» Exercise aim
Your answer should consist solely of the lines from the first line of the data through the line with "let s = text.trim_start();", each reproduced exactly.

Data extract: Begin

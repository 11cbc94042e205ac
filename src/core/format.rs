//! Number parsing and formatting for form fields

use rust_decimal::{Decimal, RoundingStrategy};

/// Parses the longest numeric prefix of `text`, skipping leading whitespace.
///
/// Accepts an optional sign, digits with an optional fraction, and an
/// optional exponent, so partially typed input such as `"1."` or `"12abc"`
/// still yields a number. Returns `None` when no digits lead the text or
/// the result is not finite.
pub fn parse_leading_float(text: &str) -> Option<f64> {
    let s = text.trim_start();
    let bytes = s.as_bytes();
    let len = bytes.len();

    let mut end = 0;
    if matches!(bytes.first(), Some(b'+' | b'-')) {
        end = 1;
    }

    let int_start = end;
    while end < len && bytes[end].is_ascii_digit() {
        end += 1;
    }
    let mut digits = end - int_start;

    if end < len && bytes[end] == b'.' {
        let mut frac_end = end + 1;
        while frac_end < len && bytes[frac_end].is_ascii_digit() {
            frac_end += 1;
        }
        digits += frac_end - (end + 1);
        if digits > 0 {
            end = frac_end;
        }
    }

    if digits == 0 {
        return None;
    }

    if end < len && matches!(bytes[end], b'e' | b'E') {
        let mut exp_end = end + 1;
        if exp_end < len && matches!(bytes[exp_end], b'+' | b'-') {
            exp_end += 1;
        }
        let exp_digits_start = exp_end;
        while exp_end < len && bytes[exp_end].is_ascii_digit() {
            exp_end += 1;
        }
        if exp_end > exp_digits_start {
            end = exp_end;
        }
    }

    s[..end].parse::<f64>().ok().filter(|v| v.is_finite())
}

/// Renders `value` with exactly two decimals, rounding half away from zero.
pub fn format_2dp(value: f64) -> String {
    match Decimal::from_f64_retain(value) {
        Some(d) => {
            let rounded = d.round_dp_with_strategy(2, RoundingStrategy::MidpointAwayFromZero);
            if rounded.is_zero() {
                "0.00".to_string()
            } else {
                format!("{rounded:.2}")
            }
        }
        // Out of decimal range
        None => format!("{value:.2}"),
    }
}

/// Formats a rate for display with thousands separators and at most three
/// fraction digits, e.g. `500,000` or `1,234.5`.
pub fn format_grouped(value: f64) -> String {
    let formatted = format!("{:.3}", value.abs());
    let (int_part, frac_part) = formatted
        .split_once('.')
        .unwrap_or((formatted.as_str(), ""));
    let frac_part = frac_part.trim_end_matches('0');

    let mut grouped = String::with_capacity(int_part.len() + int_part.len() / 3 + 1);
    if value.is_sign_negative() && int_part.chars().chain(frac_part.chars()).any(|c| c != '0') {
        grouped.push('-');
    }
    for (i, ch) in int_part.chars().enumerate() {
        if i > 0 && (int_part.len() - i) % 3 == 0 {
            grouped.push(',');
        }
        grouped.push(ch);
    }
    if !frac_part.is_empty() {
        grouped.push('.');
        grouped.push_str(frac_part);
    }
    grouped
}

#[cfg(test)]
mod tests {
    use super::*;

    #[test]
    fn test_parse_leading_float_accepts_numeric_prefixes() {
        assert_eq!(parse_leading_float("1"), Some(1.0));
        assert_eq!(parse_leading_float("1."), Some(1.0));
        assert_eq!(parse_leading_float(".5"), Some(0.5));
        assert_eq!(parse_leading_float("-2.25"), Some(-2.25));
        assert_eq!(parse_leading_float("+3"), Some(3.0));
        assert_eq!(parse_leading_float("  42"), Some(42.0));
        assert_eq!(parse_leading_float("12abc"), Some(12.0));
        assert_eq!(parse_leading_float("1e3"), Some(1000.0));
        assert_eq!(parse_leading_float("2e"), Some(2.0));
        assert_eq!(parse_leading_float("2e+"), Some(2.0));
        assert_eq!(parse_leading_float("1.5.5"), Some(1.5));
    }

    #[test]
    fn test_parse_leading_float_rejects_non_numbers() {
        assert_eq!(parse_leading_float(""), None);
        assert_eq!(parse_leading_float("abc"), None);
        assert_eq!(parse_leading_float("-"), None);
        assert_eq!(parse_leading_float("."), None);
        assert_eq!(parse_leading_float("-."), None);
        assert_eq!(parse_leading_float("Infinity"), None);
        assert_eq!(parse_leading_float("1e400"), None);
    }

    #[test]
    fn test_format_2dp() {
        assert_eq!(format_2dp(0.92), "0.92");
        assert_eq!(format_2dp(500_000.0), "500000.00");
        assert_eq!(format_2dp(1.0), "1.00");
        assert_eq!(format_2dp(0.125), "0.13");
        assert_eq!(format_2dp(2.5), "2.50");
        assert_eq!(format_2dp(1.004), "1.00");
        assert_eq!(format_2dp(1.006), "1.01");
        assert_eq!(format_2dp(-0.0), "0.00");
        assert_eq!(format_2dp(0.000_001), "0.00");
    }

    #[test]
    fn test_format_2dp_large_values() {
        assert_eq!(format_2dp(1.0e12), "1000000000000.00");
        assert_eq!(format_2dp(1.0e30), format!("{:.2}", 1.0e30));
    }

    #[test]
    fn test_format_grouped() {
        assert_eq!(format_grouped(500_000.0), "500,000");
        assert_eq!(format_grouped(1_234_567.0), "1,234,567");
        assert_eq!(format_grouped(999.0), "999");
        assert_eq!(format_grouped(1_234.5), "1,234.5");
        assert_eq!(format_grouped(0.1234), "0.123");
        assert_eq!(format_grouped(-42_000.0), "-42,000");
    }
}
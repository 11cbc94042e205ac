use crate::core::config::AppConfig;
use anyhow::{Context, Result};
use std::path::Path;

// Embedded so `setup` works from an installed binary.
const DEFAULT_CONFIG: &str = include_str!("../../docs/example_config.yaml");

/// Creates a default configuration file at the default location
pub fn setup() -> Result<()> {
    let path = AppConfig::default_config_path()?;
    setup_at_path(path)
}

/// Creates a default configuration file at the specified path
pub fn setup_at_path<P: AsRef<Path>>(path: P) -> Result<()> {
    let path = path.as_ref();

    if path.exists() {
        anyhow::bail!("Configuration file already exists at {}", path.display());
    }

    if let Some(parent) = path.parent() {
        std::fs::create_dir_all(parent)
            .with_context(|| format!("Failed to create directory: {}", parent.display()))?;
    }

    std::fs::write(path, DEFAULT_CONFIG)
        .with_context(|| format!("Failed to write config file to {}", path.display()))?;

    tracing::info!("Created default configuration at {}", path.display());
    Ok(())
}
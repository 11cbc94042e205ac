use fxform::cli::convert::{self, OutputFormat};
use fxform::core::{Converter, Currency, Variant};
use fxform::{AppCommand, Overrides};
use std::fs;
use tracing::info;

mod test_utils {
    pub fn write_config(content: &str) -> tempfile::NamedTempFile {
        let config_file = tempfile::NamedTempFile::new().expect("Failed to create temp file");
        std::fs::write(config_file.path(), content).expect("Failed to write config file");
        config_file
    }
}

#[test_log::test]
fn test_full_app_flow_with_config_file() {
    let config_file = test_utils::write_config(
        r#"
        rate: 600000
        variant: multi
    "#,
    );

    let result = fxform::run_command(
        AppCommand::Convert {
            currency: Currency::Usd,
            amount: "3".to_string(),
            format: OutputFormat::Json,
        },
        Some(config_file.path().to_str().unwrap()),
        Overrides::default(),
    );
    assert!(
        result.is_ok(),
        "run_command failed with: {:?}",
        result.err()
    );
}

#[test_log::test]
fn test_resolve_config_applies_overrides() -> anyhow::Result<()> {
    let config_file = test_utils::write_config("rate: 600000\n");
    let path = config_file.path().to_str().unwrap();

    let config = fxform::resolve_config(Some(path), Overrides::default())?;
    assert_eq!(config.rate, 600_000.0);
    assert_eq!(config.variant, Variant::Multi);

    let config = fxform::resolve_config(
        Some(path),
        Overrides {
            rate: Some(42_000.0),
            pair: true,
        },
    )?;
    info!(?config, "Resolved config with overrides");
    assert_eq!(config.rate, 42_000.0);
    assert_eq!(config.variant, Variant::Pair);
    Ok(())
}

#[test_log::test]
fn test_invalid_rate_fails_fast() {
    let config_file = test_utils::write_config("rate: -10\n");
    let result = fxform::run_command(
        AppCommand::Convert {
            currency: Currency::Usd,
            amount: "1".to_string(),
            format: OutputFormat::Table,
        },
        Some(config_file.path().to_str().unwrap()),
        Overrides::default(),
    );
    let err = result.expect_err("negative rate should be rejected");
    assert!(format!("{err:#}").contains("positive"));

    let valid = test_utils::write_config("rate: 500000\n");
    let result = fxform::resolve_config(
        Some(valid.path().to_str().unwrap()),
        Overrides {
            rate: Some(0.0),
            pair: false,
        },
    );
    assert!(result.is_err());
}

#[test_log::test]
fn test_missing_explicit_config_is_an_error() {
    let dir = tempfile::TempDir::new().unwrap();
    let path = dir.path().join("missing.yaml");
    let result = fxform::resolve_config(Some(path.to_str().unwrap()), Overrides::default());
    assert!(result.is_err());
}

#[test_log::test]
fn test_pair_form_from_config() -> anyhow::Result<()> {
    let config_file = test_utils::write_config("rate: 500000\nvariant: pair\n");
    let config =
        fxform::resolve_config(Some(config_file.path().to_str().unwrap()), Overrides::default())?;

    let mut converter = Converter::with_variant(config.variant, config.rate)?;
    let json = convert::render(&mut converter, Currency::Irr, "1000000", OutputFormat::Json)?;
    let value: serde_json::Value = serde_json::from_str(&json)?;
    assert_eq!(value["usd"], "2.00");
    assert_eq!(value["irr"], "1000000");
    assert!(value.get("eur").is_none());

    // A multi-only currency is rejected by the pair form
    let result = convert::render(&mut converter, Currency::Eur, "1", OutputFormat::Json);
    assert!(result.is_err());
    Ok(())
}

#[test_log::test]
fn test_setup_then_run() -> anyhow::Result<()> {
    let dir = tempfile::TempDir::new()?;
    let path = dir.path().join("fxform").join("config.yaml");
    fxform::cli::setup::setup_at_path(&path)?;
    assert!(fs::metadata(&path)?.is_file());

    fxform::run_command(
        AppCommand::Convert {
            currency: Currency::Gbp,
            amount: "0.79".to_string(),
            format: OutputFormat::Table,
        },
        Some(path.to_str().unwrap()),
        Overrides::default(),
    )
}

Data extract: End

» The answer
repository 11cbc94042e205ac
filename src/core/format.rs
//! Number parsing and formatting for form fields

use rust_decimal::{Decimal, RoundingStrategy};

/// Parses the longest numeric prefix of `text`, skipping leading whitespace.
///
/// Accepts an optional sign, digits with an optional fraction, and an
/// optional exponent, so partially typed input such as `"1."` or `"12abc"`
/// still yields a number. Returns `None` when no digits lead the text or
/// the result is not finite.
pub fn parse_leading_float(text: &str) -> Option<f64> {
    let s = text.trim_start();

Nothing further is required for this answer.